Detection of a running target/process
Aktemur, Tankut Baris
tankut.baris.aktemur@intel.com
Tue Mar 30 10:13:19 GMT 2021
On Monday, March 29, 2021 6:39 PM, Simon Marchi Wrote:
> On 2021-03-18 4:14 a.m., Anders Jansson wrote:
> > Hi,
> >
> > Created a BZ regarding this some time ago:
> https://sourceware.org/bugzilla/show_bug.cgi?id=27439
> >
> > Will try this list and see if anyone has an idea.
> >
> > As i understand it the RSP-protocol has the "stop reply" packets used by an RSP-stub/GDB-
> server to inform GDB-client that my debug target has stopped. But i cant find any
> information if its possible for an RSP-stub/GDB-server to inform the GDB-client if my debug
> target starts to execute by some external event not controlled by the GDB-client itself.
> >
> > For example:
> > * During a GDB session (target halted) i repower/reset an development board and the
> process starts to execute. Can GDB be notified about this?
> >
> > * In a heterogeneous multi-core scenario where the starting/stopping of the cores are
> controlled by ARM cortex-M Cross Triggering. Different cores are controlled by multiple GDB-
> sessions. Perhaps the same issue as above. One GDB-session needs to get notified that the
> debug target started to execute.
> >
> > Anyone know if there exists some RSP support for this. Some sort of "Running reply"?
>
> Hi,
>
> Pretty sure that doesn't exist upstream (or I missed it during all this
> time).
>
> Considering your first scenario (the simpler of both), it sounds
> possible to implement on top of the non-stop variant of the remote
> protocol, where notifications can be sent at any time (if I remember
> correctly). The most difficult would obviously be to adjust GDB's
> internal state machine to account for it, and GDB may not currently be
> listening to notifications from the remote side when everything is
> stopped (because nothing can happen in that case, as of today).
>
> This is not a definitive yes, but a "would be interesting to prototype"
> :).
>
> Simon
Hi,
AFAIK, you have to create your remote target, define it as the target
of an inferior and attach to "something", so that GDB listens for events.
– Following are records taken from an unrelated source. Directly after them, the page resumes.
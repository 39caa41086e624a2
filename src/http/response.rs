//! Response bodies for the students API.
//!
//! Every non-list response is a small JSON object with a `message`, plus
//! `data` (the affected record) or `error` (the underlying failure text).

use axum::http::StatusCode;
use axum::response::{IntoResponse, Response};
use axum::Json;
use serde_json::{json, Value};

use crate::error::StoreError;
use crate::record::StudentRecord;
use crate::store::Collection;

pub const NOT_FOUND: &str = "Not Found";
pub const STUDENT_ADDED: &str = "Student added";
pub const UPDATED: &str = "Updated successfully";
pub const DELETED: &str = "Deleted successfully";
pub const CREATE_FAILED: &str = "Failed to save student";
pub const UPDATE_FAILED: &str = "Failed to save after update";
pub const DELETE_FAILED: &str = "Failed to save after delete";
pub const INVALID_BODY: &str = "Invalid request body";
pub const INTERNAL_ERROR: &str = "Internal Server Error";

/// The response returned by a students handler.
#[derive(Debug, Clone, PartialEq)]
pub struct ApiResponse {
    /// HTTP status code.
    pub status: u16,
    /// JSON response body.
    pub body: Value,
}

impl ApiResponse {
    fn new(status: u16, body: Value) -> Self {
        Self { status, body }
    }

    /// 200 with the full collection as a JSON array.
    pub fn list(collection: Collection) -> Self {
        Self::new(200, Value::Array(collection.into_values()))
    }

    /// 200 with a bare record.
    pub fn record(record: StudentRecord) -> Self {
        Self::new(200, Value::from(record))
    }

    /// 200 with `{ message, data }`.
    pub fn with_data(message: &str, record: StudentRecord) -> Self {
        Self::new(200, json!({ "message": message, "data": Value::from(record) }))
    }

    pub fn message(status: u16, message: &str) -> Self {
        Self::new(status, json!({ "message": message }))
    }

    pub fn not_found() -> Self {
        Self::message(404, NOT_FOUND)
    }

    /// 400 for a body that is not a JSON object.
    pub fn invalid_body(error: impl ToString) -> Self {
        Self::new(
            400,
            json!({ "message": INVALID_BODY, "error": error.to_string() }),
        )
    }

    /// Map a failed create. Storage failures carry the error text.
    pub fn create_failed(err: &StoreError) -> Self {
        Self::new(
            err.status_code(),
            json!({ "message": CREATE_FAILED, "error": err.to_string() }),
        )
    }

    /// Map a failed update or delete: 404 when the record is absent,
    /// otherwise the operation's failure message.
    pub fn mutation_failed(err: &StoreError, failure_message: &str) -> Self {
        if err.is_not_found() {
            Self::not_found()
        } else {
            Self::message(err.status_code(), failure_message)
        }
    }
}

impl IntoResponse for ApiResponse {
    fn into_response(self) -> Response {
        let status =
            StatusCode::from_u16(self.status).unwrap_or(StatusCode::INTERNAL_SERVER_ERROR);
        (status, Json(self.body)).into_response()
    }
}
Once this is done, when the server reports in the stop reply a pid that is
not known to GDB, the remote target adds a new inferior (or re-uses an
existing one if that inferior's pid is 0). So, if you can find that
"something" to attach to initially, the rest is relatively easy. Just report
a stop reply for that new process when it becomes available. To experiment
with it, you may want to initially attach to a dummy or an always-available
process. Note that the server has to support multi-process for this work.
It's not a real solution to your needs, but may help for a start.